There are typically two types of warranties. Manufacturers’ warranties are included in the purchase price and come with the product.  Alternatively, extended warranties are optional and available for an additional fee, providing extra coverage beyond the standard manufacturer’s warranty.

The below table provides further details of the differences between the two types of warranty.

Manufacturer Warranty Extended Warranty 
Guarantees repair or replacement of faulty products for a designated period. 

Manufacturers do not have to provide this in written form, but if they do, they must comply with those terms in addition to their obligations under the Consumer Guarantees Act (CGA). 
Type of agreement offering additional guarantees for purchased products or services that require further payment. Personal and household usage may not justify using this type of warranty. Examine the extended warranty coverage to determine if it offers extra protections beyond the CGA. 

Extra protection can include cover for accidental damage, but the CGA may not apply if you have insurance. Check for any clauses outlined in your commercial contract that will cause your warranty to expire once you make a claim. 

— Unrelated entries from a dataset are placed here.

use serde::Serialize;
use thiserror::Error;
use utoipa::ToSchema;

/// Phases a room goes through during one game.
#[derive(Debug, Clone, Copy, PartialEq, Eq, Hash, Serialize, ToSchema)]
#[serde(rename_all = "snake_case")]
pub enum RoomPhase {
    /// Lobby: players can join, the host can start.
    Waiting,
    /// Start accepted; the round deck is being built or the first round is imminent.
    Starting,
    /// A round is open for guesses.
    Playing,
    /// The answer of the last round is being revealed.
    RoundEnd,
    /// Every round was played; final standings are shown.
    Finished,
}

/// Events that move a room between phases.
#[derive(Debug, Clone, Copy, PartialEq, Eq)]
pub enum RoomEvent {
    /// The host asked to start the game.
    StartRequested,
    /// Deck construction failed or the start was no longer valid once it completed.
    StartAborted,
    /// A new round target was drawn and the countdown began.
    RoundBegan,
    /// A player found the answer.
    GuessWon,
    /// The countdown reached zero without a winner.
    TimeExpired,
    /// The deck has no round left.
    DeckExhausted,
}

/// Error returned when attempting to apply an invalid transition.
#[derive(Debug, Clone, PartialEq, Eq, Error)]
#[error("invalid transition: {event:?} cannot be applied while in {from:?}")]
pub struct InvalidTransition {
    /// The phase the room was in when the invalid event was received.
    pub from: RoomPhase,
    /// The event that cannot be applied from this phase.
    pub event: RoomEvent,
}

/// Per-room state machine enforcing the strict phase ordering.
#[derive(Debug, Clone)]
pub struct RoomStateMachine {
    phase: RoomPhase,
}

impl Default for RoomStateMachine {
    fn default() -> Self {
        Self {
            phase: RoomPhase::Waiting,
        }
    }
}

impl RoomStateMachine {
    /// Create a state machine initialised in the waiting lobby.
    pub fn new() -> Self {
        Self::default()
    }

    /// Inspect the current phase.
    pub fn phase(&self) -> RoomPhase {
        self.phase
    }

    /// Apply `event`, returning the new phase, or leave the phase untouched when the
    /// transition is not allowed.
    pub fn apply(&mut self, event: RoomEvent) -> Result<RoomPhase, InvalidTransition> {
        let next = compute_transition(self.phase, event)?;
        self.phase = next;
        Ok(next)
    }
}

/// Transition table: `phase × event → next phase`.
pub fn compute_transition(from: RoomPhase, event: RoomEvent) -> Result<RoomPhase, InvalidTransition> {
    let next = match (from, event) {
        (RoomPhase::Waiting, RoomEvent::StartRequested) => RoomPhase::Starting,
        (RoomPhase::Starting, RoomEvent::StartAborted) => RoomPhase::Waiting,
        (RoomPhase::Starting | RoomPhase::RoundEnd, RoomEvent::RoundBegan) => RoomPhase::Playing,
        (RoomPhase::Playing, RoomEvent::GuessWon | RoomEvent::TimeExpired) => RoomPhase::RoundEnd,
        (RoomPhase::RoundEnd, RoomEvent::DeckExhausted) => RoomPhase::Finished,
        (from, event) => return Err(InvalidTransition { from, event }),
    };

    Ok(next)
}
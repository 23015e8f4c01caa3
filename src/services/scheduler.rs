//! Delayed re-entry of commands into the coordinator stream.

use std::time::Duration;

use tokio::sync::mpsc;
use tracing::debug;

use crate::services::coordinator::Command;

/// Schedules a command to be fed back into the coordinator after a delay.
pub trait Scheduler: Send + Sync {
    /// Deliver `command` once `delay` elapsed.
    fn schedule(&self, delay: Duration, command: Command);
}

/// [`Scheduler`] backed by Tokio timers.
#[derive(Clone)]
pub struct TokioScheduler {
    commands: mpsc::UnboundedSender<Command>,
}

impl TokioScheduler {
    /// Schedule onto the given coordinator channel.
    pub fn new(commands: mpsc::UnboundedSender<Command>) -> Self {
        Self { commands }
    }
}

impl Scheduler for TokioScheduler {
    fn schedule(&self, delay: Duration, command: Command) {
        let commands = self.commands.clone();
        tokio::spawn(async move {
            tokio::time::sleep(delay).await;
            if commands.send(command).is_err() {
                debug!("coordinator stopped before scheduled command fired");
            }
        });
    }
}
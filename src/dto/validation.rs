//! Validation helpers for DTOs.

use validator::ValidationError;

/// Longest display name accepted, in characters.
pub const MAX_NAME_CHARS: usize = 24;
/// Longest guess accepted, in characters.
pub const MAX_GUESS_CHARS: usize = 120;
/// Longest room code accepted before lookup.
pub const MAX_CODE_CHARS: usize = 8;
/// Longest catalog search query accepted.
pub const MAX_QUERY_CHARS: usize = 200;

/// Validates that a room code is a short run of ASCII letters and digits.
///
/// # Examples
///
/// ```ignore
/// validate_room_code("AB12") // Ok
/// validate_room_code("ab12") // Ok - codes are upper-cased later
/// validate_room_code("AB-12") // Err - punctuation
/// ```
pub fn validate_room_code(code: &str) -> Result<(), ValidationError> {
    let code = code.trim();
    if code.is_empty() || code.len() > MAX_CODE_CHARS {
        let mut err = ValidationError::new("room_code_length");
        err.message = Some(
            format!(
                "Room code must be between 1 and {MAX_CODE_CHARS} characters (got {})",
                code.len()
            )
            .into(),
        );
        return Err(err);
    }

    if !code.chars().all(|c| c.is_ascii_alphanumeric()) {
        let mut err = ValidationError::new("room_code_format");
        err.message = Some("Room code must contain only letters and digits".into());
        return Err(err);
    }

    Ok(())
}

/// Validates that a display name fits the scoreboard once trimmed.
pub fn validate_display_name(name: &str) -> Result<(), ValidationError> {
    let count = name.trim().chars().count();
    if count > MAX_NAME_CHARS {
        let mut err = ValidationError::new("display_name_length");
        err.message =
            Some(format!("Display name must be at most {MAX_NAME_CHARS} characters (got {count})").into());
        return Err(err);
    }
    Ok(())
}

/// Validates that a guess is not absurdly long.
pub fn validate_guess(guess: &str) -> Result<(), ValidationError> {
    if guess.chars().count() > MAX_GUESS_CHARS {
        let mut err = ValidationError::new("guess_length");
        err.message = Some(format!("Guess must be at most {MAX_GUESS_CHARS} characters").into());
        return Err(err);
    }
    Ok(())
}

/// Validates that a catalog search query is present and reasonably short.
pub fn validate_search_query(query: &str) -> Result<(), ValidationError> {
    let count = query.trim().chars().count();
    if count == 0 || count > MAX_QUERY_CHARS {
        let mut err = ValidationError::new("search_query_length");
        err.message = Some(
            format!("Query parameter `q` must be between 1 and {MAX_QUERY_CHARS} characters").into(),
        );
        return Err(err);
    }
    Ok(())
}

#[cfg(test)]
mod tests {
    use super::*;

    #[test]
    fn test_validate_room_code_valid() {
        assert!(validate_room_code("AB12").is_ok());
        assert!(validate_room_code("ab12").is_ok());
        assert!(validate_room_code(" Z9X0 ").is_ok());
    }

    #[test]
    fn test_validate_room_code_invalid() {
        assert!(validate_room_code("").is_err());
        assert!(validate_room_code("   ").is_err());
        assert!(validate_room_code("ABCDEFGHIJ").is_err()); // too long
        assert!(validate_room_code("AB-12").is_err()); // punctuation
        assert!(validate_room_code("ÀB12").is_err()); // non-ascii
    }

    #[test]
    fn test_validate_display_name() {
        assert!(validate_display_name("Alice").is_ok());
        assert!(validate_display_name("").is_ok()); // falls back to a default
        assert!(validate_display_name(&"é".repeat(MAX_NAME_CHARS)).is_ok());
        assert!(validate_display_name(&"x".repeat(MAX_NAME_CHARS + 1)).is_err());
    }

    #[test]
    fn test_validate_guess() {
        assert!(validate_guess("The Eminem Show").is_ok());
        assert!(validate_guess(&"x".repeat(MAX_GUESS_CHARS + 1)).is_err());
    }

    #[test]
    fn test_validate_search_query() {
        assert!(validate_search_query("daft punk").is_ok());
        assert!(validate_search_query("").is_err());
        assert!(validate_search_query("  ").is_err());
        assert!(validate_search_query(&"q".repeat(MAX_QUERY_CHARS + 1)).is_err());
    }
}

The extended warranty must be written and contain its total price, terms and conditions, rights and remedies under the CGA, a comparison of the protections offered by your warranty and the CGA, the warrantor’s details and your rights to cancel. 

It is important to note that CGA obligations apply even after the expired warranty. 


For example, say you purchase laptops for your business with a one-year manufacturer’s warranty. Seven months later, all laptops experienced hard drive crashes due to a manufacturing defect. Under the manufacturer’s warranty, repairing or replacing the faulty laptops would likely be covered at no additional cost. 

Another example may be that you purchased an extended warranty that extends coverage for those laptops for an additional two years. Suppose a different hardware component fails due to regular usage after the first year. In that case, the extended warranty may cover the repair or replacement costs during the extended period for which you have purchased the warranty. However, this coverage is subject to the terms and conditions of the extended warranty plan.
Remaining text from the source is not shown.